Achieving comprehensive lipid profiling with a CCS, retention time and MS/MS library

Importance of the topic

Comprehensive lipid profiling is essential for understanding complex biological processes, disease biomarkers, and metabolic regulation. The combination of ion mobility separation, retention time measurement, and MS/MS spectral libraries enhances confidence in lipid identification and quantification, addressing challenges in reproducibility and cross-laboratory comparability.

Objectives and study overview

This study aimed to develop and validate a high-coverage lipid database incorporating experimental and predicted collisional cross section (CCS) values, retention times, and MS/MS spectra. A pilot study on metabolic syndrome samples was included to demonstrate the utility of the database in differentiating healthy, obese, and diabetic cohorts.

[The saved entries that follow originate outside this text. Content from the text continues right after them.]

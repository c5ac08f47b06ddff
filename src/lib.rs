//! paxseg: passenger survey segmentation using K-Means clustering
//!
//! Standardizes age, flight distance, seat comfort and cleanliness, estimates
//! a natural cluster count with the elbow heuristic, segments passengers into
//! a fixed number of clusters and summarizes each cluster.

pub mod cli;
pub mod data;
pub mod error;
pub mod ingest;
pub mod model;
pub mod pipeline;
pub mod search;
pub mod summary;
pub mod viz;

// Re-export public items for easier access
pub use cli::Args;
pub use data::{load_and_process_data, Record, StandardScaler, SurveyData};
pub use error::{DataError, Diagnostic};
pub use ingest::{load_csv, StagedUpload, UploadConfig};
pub use model::{fit_kmeans, KMeansModel, KMeansParams, SEGMENT_CLUSTERS};
pub use pipeline::{analyze, analyze_dataframe, AnalysisConfig, AnalysisReport, VisualizationInputs};
pub use search::{locate_knee, search_elbow, DispersionCurve, DispersionPoint, K_MAX};
pub use summary::{summarize, ClusterProfile, ClusterSummary};

/// Common result type used throughout the library
pub type Result<T> = std::result::Result<T, DataError>;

Methodology and instrumentation

• CCS prediction model: Broeckling et al. TWCCSN2 model validated with over 100 authentic lipid standards (individual and premixed).
• Chromatography: ACQUITY Premier UPLC I-Class coupled to CSH C18 column (2.1 x 100 mm, 1.7 µm) using a 12-minute reversed-phase gradient.
• Ion mobility-MS: SYNAPT XS instrument with HDMSe acquisition and Nature Protocol Triwave settings.
• Data acquisition: Positive and negative electrospray ionization modes, triplicate injections at three concentration levels.
• Data processing: UNIFI and Progenesis QI software for CCS calibration, retention time alignment, MS/MS matching, and statistical analysis via MetaboAnalyst.

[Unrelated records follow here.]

//! Command-line interface definitions and argument parsing

use std::path::PathBuf;

use clap::Parser;

use crate::ingest::UploadConfig;
use crate::pipeline::AnalysisConfig;

/// Passenger survey segmentation using K-Means clustering
#[derive(Parser, Debug)]
#[command(author, version, about, long_about = None)]
pub struct Args {
    /// Path to the input CSV file, or "-" to read it from stdin
    #[arg(short, long, default_value = "data.csv")]
    pub input: String,

    /// Directory for the generated charts
    #[arg(short, long, default_value = "charts")]
    pub output_dir: PathBuf,

    /// Write the full analysis report as JSON to this path
    #[arg(long)]
    pub json: Option<PathBuf>,

    /// Skip chart rendering
    #[arg(long)]
    pub no_charts: bool,

    /// Seed for every K-Means fit
    #[arg(long, default_value = "42")]
    pub seed: u64,

    /// Maximum iterations for K-Means algorithm
    #[arg(long, default_value = "300")]
    pub max_iters: usize,

    /// Tolerance for K-Means convergence
    #[arg(long, default_value = "1e-4")]
    pub tolerance: f64,

    /// Number of k-means++ restarts per fit
    #[arg(long, default_value = "10")]
    pub n_init: usize,

    /// Run all fits on the current thread
    #[arg(long)]
    pub sequential: bool,

    /// Directory where stdin uploads are staged
    #[arg(long, default_value = "uploads")]
    pub upload_dir: PathBuf,

    /// Enable verbose output
    #[arg(short, long)]
    pub verbose: bool,
}

impl Args {
    pub fn reads_stdin(&self) -> bool {
        self.input == "-"
    }

    pub fn analysis_config(&self) -> AnalysisConfig {
        AnalysisConfig {
            seed: self.seed,
            max_iters: self.max_iters,
            tolerance: self.tolerance,
            n_init: self.n_init,
            parallel: !self.sequential,
        }
    }

    pub fn upload_config(&self) -> UploadConfig {
        UploadConfig {
            upload_dir: self.upload_dir.clone(),
        }
    }
}

#[cfg(test)]
mod tests {
    use super::*;

    #[test]
    fn test_defaults_match_analysis_config() {
        let args = Args::parse_from(["paxseg"]);
        assert_eq!(args.analysis_config(), AnalysisConfig::default());
        assert_eq!(args.upload_config(), UploadConfig::default());
        assert!(!args.reads_stdin());
    }

    #[test]
    fn test_parse_flags() {
        let args = Args::parse_from([
            "paxseg",
            "--input",
            "-",
            "--seed",
            "7",
            "--n-init",
            "3",
            "--sequential",
            "--json",
            "report.json",
        ]);
        assert!(args.reads_stdin());
        assert_eq!(args.json, Some(PathBuf::from("report.json")));

        let config = args.analysis_config();
        assert_eq!(config.seed, 7);
        assert_eq!(config.n_init, 3);
        assert!(!config.parallel);
    }

    #[test]
    fn test_invalid_seed_rejected() {
        assert!(Args::try_parse_from(["paxseg", "--seed", "abc"]).is_err());
    }
}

Key results and discussion

• Predicted vs. experimental CCS values showed over 96% agreement within ±5% error in both ionization modes, confirming model accuracy.
• The curated library contains >3 200 lipid species across major classes with assigned retention times and MS/MS spectra for enhanced specificity.
• Biological extracts (brain, heart, liver, plasma) verified the applicability of the database to complex matrices, confirming lipid chain distributions.
• Pilot metabolic syndrome study: PLS-DA models distinguished healthy, obese, and diabetic groups with tight QC clustering. Top features included specific phospholipid and triacylglycerol species identified by combined CCS and fragmentation scoring.

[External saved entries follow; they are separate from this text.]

//! K-Means clustering model implementation

use linfa_nn::distance::{Distance, L2Dist};
use log::{debug, warn};
use ndarray::{Array1, Array2, ArrayView1, Axis};
use rand::Rng;
use rand::SeedableRng;
use rand_xoshiro::Xoshiro256PlusPlus;
use serde::Serialize;

use crate::error::DataError;

/// Number of clusters used for the final segmentation.
///
/// Fixed, and deliberately not taken from the elbow estimate.
pub const SEGMENT_CLUSTERS: usize = 3;

/// K-Means hyperparameters
#[derive(Debug, Clone, PartialEq)]
pub struct KMeansParams {
    pub n_clusters: usize,
    pub max_iters: usize,
    /// Convergence threshold, relative to the mean feature variance
    pub tolerance: f64,
    /// Number of k-means++ restarts; the lowest inertia wins
    pub n_init: usize,
    pub seed: u64,
}

impl KMeansParams {
    pub fn new(n_clusters: usize) -> Self {
        Self {
            n_clusters,
            max_iters: 300,
            tolerance: 1e-4,
            n_init: 10,
            seed: 42,
        }
    }

    pub fn with_clusters(&self, n_clusters: usize) -> Self {
        Self {
            n_clusters,
            ..self.clone()
        }
    }
}

/// Fitted K-Means model
#[derive(Debug, Clone, PartialEq, Serialize)]
pub struct KMeansModel {
    /// Number of clusters
    pub n_clusters: usize,
    /// Cluster assignment for every row of the training data
    pub labels: Array1<usize>,
    /// Cluster centroids in normalized space
    pub centroids: Array2<f64>,
    /// Within-cluster sum of squares (inertia)
    pub inertia: f64,
    /// Lloyd iterations run by the selected restart
    pub iterations: usize,
    /// False when the iteration cap was hit first
    pub converged: bool,
}

impl KMeansModel {
    /// Index of the nearest centroid; ties go to the lowest index
    pub fn predict(&self, point: ArrayView1<f64>) -> usize {
        nearest_centroid(point, &self.centroids).0
    }

    /// Get cluster sizes
    pub fn cluster_sizes(&self) -> Vec<usize> {
        let mut sizes = vec![0; self.n_clusters];
        for &label in self.labels.iter() {
            sizes[label] += 1;
        }
        sizes
    }

    /// Row indices belonging to each cluster
    pub fn members(&self) -> Vec<Vec<usize>> {
        let mut members = vec![Vec::new(); self.n_clusters];
        for (i, &label) in self.labels.iter().enumerate() {
            members[label].push(i);
        }
        members
    }
}

/// Fit K-Means on standardized features.
///
/// Runs `n_init` k-means++ seeded restarts from a single `Xoshiro256PlusPlus`
/// stream and keeps the one with the lowest inertia (earliest on ties), so
/// the result depends only on the data and `params.seed`.
pub fn fit_kmeans(features: &Array2<f64>, params: &KMeansParams) -> crate::Result<KMeansModel> {
    check_fit_input(features, params.n_clusters)?;

    let mut rng = Xoshiro256PlusPlus::seed_from_u64(params.seed);
    let init = kmeans_plusplus(features, params.n_clusters, &mut rng);
    let mut best = lloyd(features, init, params);

    for run in 1..params.n_init.max(1) {
        let init = kmeans_plusplus(features, params.n_clusters, &mut rng);
        let model = lloyd(features, init, params);
        debug!(
            "k={} restart {}: inertia {:.4} after {} iterations",
            params.n_clusters, run, model.inertia, model.iterations
        );
        if model.inertia < best.inertia {
            best = model;
        }
    }

    if !best.converged {
        warn!(
            "k-means with {} clusters stopped at the iteration cap ({})",
            best.n_clusters, best.iterations
        );
    }
    Ok(best)
}

/// Run Lloyd iterations from given initial centroids (single run, no restarts)
pub fn refine_kmeans(
    features: &Array2<f64>,
    init: Array2<f64>,
    params: &KMeansParams,
) -> crate::Result<KMeansModel> {
    check_fit_input(features, init.nrows())?;
    if init.ncols() != features.ncols() {
        return Err(DataError::FeatureCount {
            expected: features.ncols(),
            found: init.ncols(),
        });
    }
    Ok(lloyd(features, init, params))
}

/// Row index of the point farthest from its assigned centroid
pub fn farthest_point(features: &Array2<f64>, model: &KMeansModel) -> Option<usize> {
    let mut farthest: Option<(usize, f64)> = None;
    for (i, row) in features.outer_iter().enumerate() {
        let d = L2Dist.rdistance(row, model.centroids.row(model.labels[i]));
        if farthest.map_or(true, |(_, best)| d > best) {
            farthest = Some((i, d));
        }
    }
    farthest.map(|(i, _)| i)
}

/// Compute within-cluster sum of squares (inertia)
pub fn compute_inertia(
    features: &Array2<f64>,
    labels: &Array1<usize>,
    centroids: &Array2<f64>,
) -> f64 {
    features
        .outer_iter()
        .zip(labels.iter())
        .map(|(point, &cluster)| L2Dist.rdistance(point, centroids.row(cluster)))
        .sum()
}

fn check_fit_input(features: &Array2<f64>, n_clusters: usize) -> crate::Result<()> {
    if n_clusters == 0 {
        return Err(DataError::InvalidClusterCount);
    }
    if features.nrows() == 0 {
        return Err(DataError::EmptyDataset);
    }
    if features.nrows() < n_clusters {
        return Err(DataError::TooFewRecords {
            records: features.nrows(),
            clusters: n_clusters,
        });
    }
    Ok(())
}

/// Nearest centroid and its squared distance. Strict comparison keeps the
/// lowest index on ties.
fn nearest_centroid(point: ArrayView1<f64>, centroids: &Array2<f64>) -> (usize, f64) {
    let mut closest = (0, f64::INFINITY);
    for (c, centroid) in centroids.outer_iter().enumerate() {
        let d = L2Dist.rdistance(point, centroid);
        if d < closest.1 {
            closest = (c, d);
        }
    }
    closest
}

fn assign(features: &Array2<f64>, centroids: &Array2<f64>) -> Array1<usize> {
    features
        .outer_iter()
        .map(|point| nearest_centroid(point, centroids).0)
        .collect()
}

/// k-means++ seeding: each new centroid is a data point drawn with
/// probability proportional to its squared distance to the closest chosen one.
fn kmeans_plusplus<R: Rng>(features: &Array2<f64>, k: usize, rng: &mut R) -> Array2<f64> {
    let n = features.nrows();
    let mut centroids = Array2::zeros((k, features.ncols()));

    let first = rng.gen_range(0..n);
    centroids.row_mut(0).assign(&features.row(first));
    let mut closest: Vec<f64> = features
        .outer_iter()
        .map(|row| L2Dist.rdistance(row, features.row(first)))
        .collect();

    for c in 1..k {
        let total: f64 = closest.iter().sum();
        let chosen = if total > 0.0 {
            let target = rng.gen::<f64>() * total;
            let mut cumulative = 0.0;
            closest
                .iter()
                .position(|&d| {
                    cumulative += d;
                    cumulative > target
                })
                .or_else(|| closest.iter().rposition(|&d| d > 0.0))
                .unwrap_or(0)
        } else {
            // every point already coincides with a centroid
            rng.gen_range(0..n)
        };

        centroids.row_mut(c).assign(&features.row(chosen));
        for (d, row) in closest.iter_mut().zip(features.outer_iter()) {
            *d = d.min(L2Dist.rdistance(row, features.row(chosen)));
        }
    }

    centroids
}

/// Move points into empty clusters.
///
/// Each empty cluster takes the point farthest from its current centroid,
/// picked only from clusters that keep at least one member. If every
/// candidate sits exactly on its centroid the empty cluster is left alone
/// and its centroid does not move.
fn relocate_empty_clusters(
    features: &Array2<f64>,
    centroids: &Array2<f64>,
    labels: &mut Array1<usize>,
) {
    let k = centroids.nrows();
    let mut counts = vec![0usize; k];
    for &label in labels.iter() {
        counts[label] += 1;
    }

    for empty in 0..k {
        if counts[empty] > 0 {
            continue;
        }
        let mut candidate: Option<(usize, f64)> = None;
        for (i, row) in features.outer_iter().enumerate() {
            let owner = labels[i];
            if counts[owner] < 2 {
                continue;
            }
            let d = L2Dist.rdistance(row, centroids.row(owner));
            if d > 0.0 && candidate.map_or(true, |(_, best)| d > best) {
                candidate = Some((i, d));
            }
        }
        if let Some((i, d)) = candidate {
            debug!("re-seeding empty cluster {} at row {} (distance {:.4})", empty, i, d);
            counts[labels[i]] -= 1;
            labels[i] = empty;
            counts[empty] = 1;
        }
    }
}

/// Centroids as the mean of their members; an empty cluster keeps its
/// previous position.
fn recompute_centroids(
    features: &Array2<f64>,
    labels: &Array1<usize>,
    previous: &Array2<f64>,
) -> Array2<f64> {
    let mut sums = Array2::<f64>::zeros(previous.raw_dim());
    let mut counts = vec![0usize; previous.nrows()];
    for (row, &label) in features.outer_iter().zip(labels.iter()) {
        let mut sum = sums.row_mut(label);
        sum += &row;
        counts[label] += 1;
    }

    for (c, mut centroid) in sums.axis_iter_mut(Axis(0)).enumerate() {
        if counts[c] == 0 {
            centroid.assign(&previous.row(c));
        } else {
            centroid /= counts[c] as f64;
        }
    }
    sums
}

fn mean_variance(features: &Array2<f64>) -> f64 {
    features.var_axis(Axis(0), 0.0).mean().unwrap_or(0.0)
}

/// One Lloyd run from `centroids` until labels stop changing, the total
/// squared centroid shift drops to the threshold, or `max_iters` is reached.
fn lloyd(features: &Array2<f64>, mut centroids: Array2<f64>, params: &KMeansParams) -> KMeansModel {
    let threshold = params.tolerance * mean_variance(features);
    let mut labels: Option<Array1<usize>> = None;
    let mut iterations = 0;
    let mut converged = false;

    while iterations < params.max_iters {
        iterations += 1;
        let mut assigned = assign(features, &centroids);
        if labels.as_ref() == Some(&assigned) {
            converged = true;
            break;
        }

        relocate_empty_clusters(features, &centroids, &mut assigned);
        let updated = recompute_centroids(features, &assigned, &centroids);
        let shift: f64 = updated
            .outer_iter()
            .zip(centroids.outer_iter())
            .map(|(new, old)| L2Dist.rdistance(new, old))
            .sum();
        centroids = updated;
        labels = Some(assigned);

        if shift <= threshold {
            converged = true;
            break;
        }
    }

    let labels = assign(features, &centroids);
    let inertia = compute_inertia(features, &labels, &centroids);

    KMeansModel {
        n_clusters: centroids.nrows(),
        labels,
        centroids,
        inertia,
        iterations,
        converged,
    }
}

Benefits and practical applications

• Increased confidence in lipid identifications through orthogonal CCS, retention time, and MS/MS criteria.
• Reduced false positives and improved reproducibility across laboratories and instrument platforms.
• High-throughput workflow suitable for large sample cohorts in clinical and industrial lipidomics.
• Flexible informatics integration with UNIFI, Progenesis QI, and MetaboAnalyst for rapid data processing and visualization.

Future trends and potential applications

Further expansion of experimentally derived CCS databases and incorporation of machine-learning predictions will improve coverage and accuracy. Integration with real-time data analytics and cloud-based libraries will facilitate multi-site studies. Emerging applications include personalized medicine, environmental lipidomics, and real-time monitoring of bioprocesses.

Conclusion

The developed lipid CCS, retention time, and MS/MS library provides a robust resource for comprehensive lipid profiling. Validation against authentic standards and application to metabolic syndrome samples demonstrate its reliability and practicality for diverse lipidomics studies.

Reference

• Paglia G, Smith AJ, Astarita G. Ion mobility mass spectrometry in the omics era: challenges and opportunities for metabolomics and lipidomics. Mass Spectrom Rev. doi:10.1002/mas.21686.
• Paglia G, Astarita G. Metabolomics and lipidomics using traveling-wave ion mobility mass spectrometry. Nat Protoc. 2017;12:797–813.
• Broeckling CD et al. Application of predicted collisional cross section to metabolome databases to probabilistically describe the current and future ion mobility mass spectrometry. J Am Soc Mass Spectrom. 2021;doi:10.1021/jasms.0c00375.
• Xia J, Psychogios N, Young N, Wishart DS. MetaboAnalyst: a web server for metabolomic data analysis and interpretation. Nucleic Acids Res. 2009;37:W652–660.